=== Section Start ===
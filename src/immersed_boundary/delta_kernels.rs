use enum_dispatch::enum_dispatch;

use crate::{
    error::{IbError, IbResult},
    floating_type_mod::{FT, PI},
};

/**
 * A one dimensional discrete delta function.
 *
 * `phi` is the dimensionless kernel in grid units. It has to vanish for `|q| >= support / 2`,
 * be symmetric and continuous, and its samples at integer shifts have to sum to one.
 */
#[enum_dispatch]
pub trait DeltaKernelTrait {
    /// Number of grid cells covered by the kernel.
    fn support(&self) -> usize;

    fn phi(&self, q: FT) -> FT;

    /**
     * r is the Eulerian coordinate minus the Lagrangian coordinate.
     * h is the grid spacing along the axis.
     */
    fn delta(&self, r: FT, h: FT) -> FT {
        self.phi(r / h) / h
    }
}

/**
 * Raised cosine kernel `(1/s)(1 + cos(2 pi q / s))` on `|q| < s/2`.
 *
 * With `s = 4` this is the standard cosine kernel of the immersed boundary method.
 */
#[derive(Clone, Copy, Debug, PartialEq)]
pub struct CosineKernel {
    support: usize,
}

impl CosineKernel {
    pub fn new(support: usize) -> IbResult<Self> {
        if support < 2 || support % 2 != 0 {
            return Err(IbError::InvalidParameter(format!(
                "cosine kernel support must be even and >= 2, got {}",
                support
            )));
        }
        Ok(CosineKernel { support })
    }
}

impl DeltaKernelTrait for CosineKernel {
    fn support(&self) -> usize {
        self.support
    }

    fn phi(&self, q: FT) -> FT {
        let s = self.support as FT;
        if q.abs() < 0.5 * s {
            return (1. + (2. * PI * q / s).cos()) / s;
        } else {
            return 0.;
        }
    }
}

/// Classical four point kernel by Peskin.
#[derive(Clone, Copy, Debug, PartialEq, Default)]
pub struct Peskin4Kernel;

impl DeltaKernelTrait for Peskin4Kernel {
    fn support(&self) -> usize {
        4
    }

    fn phi(&self, q: FT) -> FT {
        let r = q.abs();
        if r <= 1. {
            return (3. - 2. * r + (1. + 4. * r - 4. * r * r).sqrt()) * 0.125;
        } else if r < 2. {
            return (5. - 2. * r - (-7. + 12. * r - 4. * r * r).sqrt()) * 0.125;
        } else {
            return 0.;
        }
    }
}

/// Linear interpolation kernel (support 2).
#[derive(Clone, Copy, Debug, PartialEq, Default)]
pub struct HatKernel;

impl DeltaKernelTrait for HatKernel {
    fn support(&self) -> usize {
        2
    }

    fn phi(&self, q: FT) -> FT {
        let r = q.abs();
        if r < 1. {
            1. - r
        } else {
            0.
        }
    }
}

#[enum_dispatch(DeltaKernelTrait)]
#[derive(Clone, Copy, Debug, PartialEq)]
pub enum DeltaKernel {
    CosineKernel(CosineKernel),
    Peskin4Kernel(Peskin4Kernel),
    HatKernel(HatKernel),
}

#[cfg(test)]
fn all_test_kernels() -> Vec<DeltaKernel> {
    vec![
        CosineKernel::new(4).unwrap().into(),
        CosineKernel::new(6).unwrap().into(),
        Peskin4Kernel.into(),
        HatKernel.into(),
    ]
}

#[test]
fn delta_kernel_partition_of_unity_test() {
    let h = 0.125;
    let num_offsets = 97;

    for kernel in all_test_kernels() {
        let half = (kernel.support() / 2) as i64;
        for o in 0..num_offsets {
            let frac = o as FT / num_offsets as FT;
            let x = 3. * h + frac * h;

            let sum: FT = (-half + 1..=half)
                .map(|k| kernel.delta((3 + k) as FT * h - x, h))
                .sum();

            crate::assert_ft_approx_eq(sum, 1. / h, 1e-10, || {
                format!("{:?} weight sum at sub-cell offset {}", kernel, frac)
            });
        }
    }
}

#[test]
fn delta_kernel_symmetry_and_compact_support_test() {
    for kernel in all_test_kernels() {
        let s = kernel.support() as FT;
        for i in 0..=200 {
            let q = i as FT / 200. * s;
            approx::assert_relative_eq!(kernel.phi(q), kernel.phi(-q), epsilon = 1e-14);
            if q >= 0.5 * s {
                assert_eq!(kernel.phi(q), 0., "{:?} non-zero outside support at {}", kernel, q);
            } else {
                assert!(kernel.phi(q) >= 0.);
            }
        }
    }
}

#[test]
fn delta_kernel_continuity_test() {
    // no jumps inside the support, including the boundary and the Peskin branch switch
    let dq = 1e-7;
    for kernel in all_test_kernels() {
        let s = kernel.support() as FT;
        let steps = 1000;
        for i in 0..=steps {
            let q = -0.5 * s + s * i as FT / steps as FT;
            let jump = (kernel.phi(q + dq) - kernel.phi(q - dq)).abs();
            assert!(jump < 1e-5, "{:?} jumps by {} at q={}", kernel, jump, q);
        }
    }
}

#[test]
fn peskin_kernel_first_moment_test() {
    let kernel = Peskin4Kernel;
    for o in 0..10 {
        let frac = o as FT / 10.;
        let moment: FT = (-1..=2).map(|k| (k as FT - frac) * kernel.phi(k as FT - frac)).sum();
        approx::assert_abs_diff_eq!(moment, 0., epsilon = 1e-12);
    }
}

#[test]
fn cosine_kernel_rejects_odd_support() {
    assert!(CosineKernel::new(3).is_err());
    assert!(CosineKernel::new(0).is_err());
    assert!(CosineKernel::new(8).is_ok());
}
=== Section End ===
Would you please repeat the lines from the one with "let kernel = Peskin4Kernel;" through the last line of the listing above, exactly and with nothing else?

Answer to the problem >>
    let kernel = Peskin4Kernel;
    for o in 0..10 {
        let frac = o as FT / 10.;
        let moment: FT = (-1..=2).map(|k| (k as FT - frac) * kernel.phi(k as FT - frac)).sum();
        approx::assert_abs_diff_eq!(moment, 0., epsilon = 1e-12);
    }
}

#[test]
fn cosine_kernel_rejects_odd_support() {
    assert!(CosineKernel::new(3).is_err());
    assert!(CosineKernel::new(0).is_err());
    assert!(CosineKernel::new(8).is_ok());
}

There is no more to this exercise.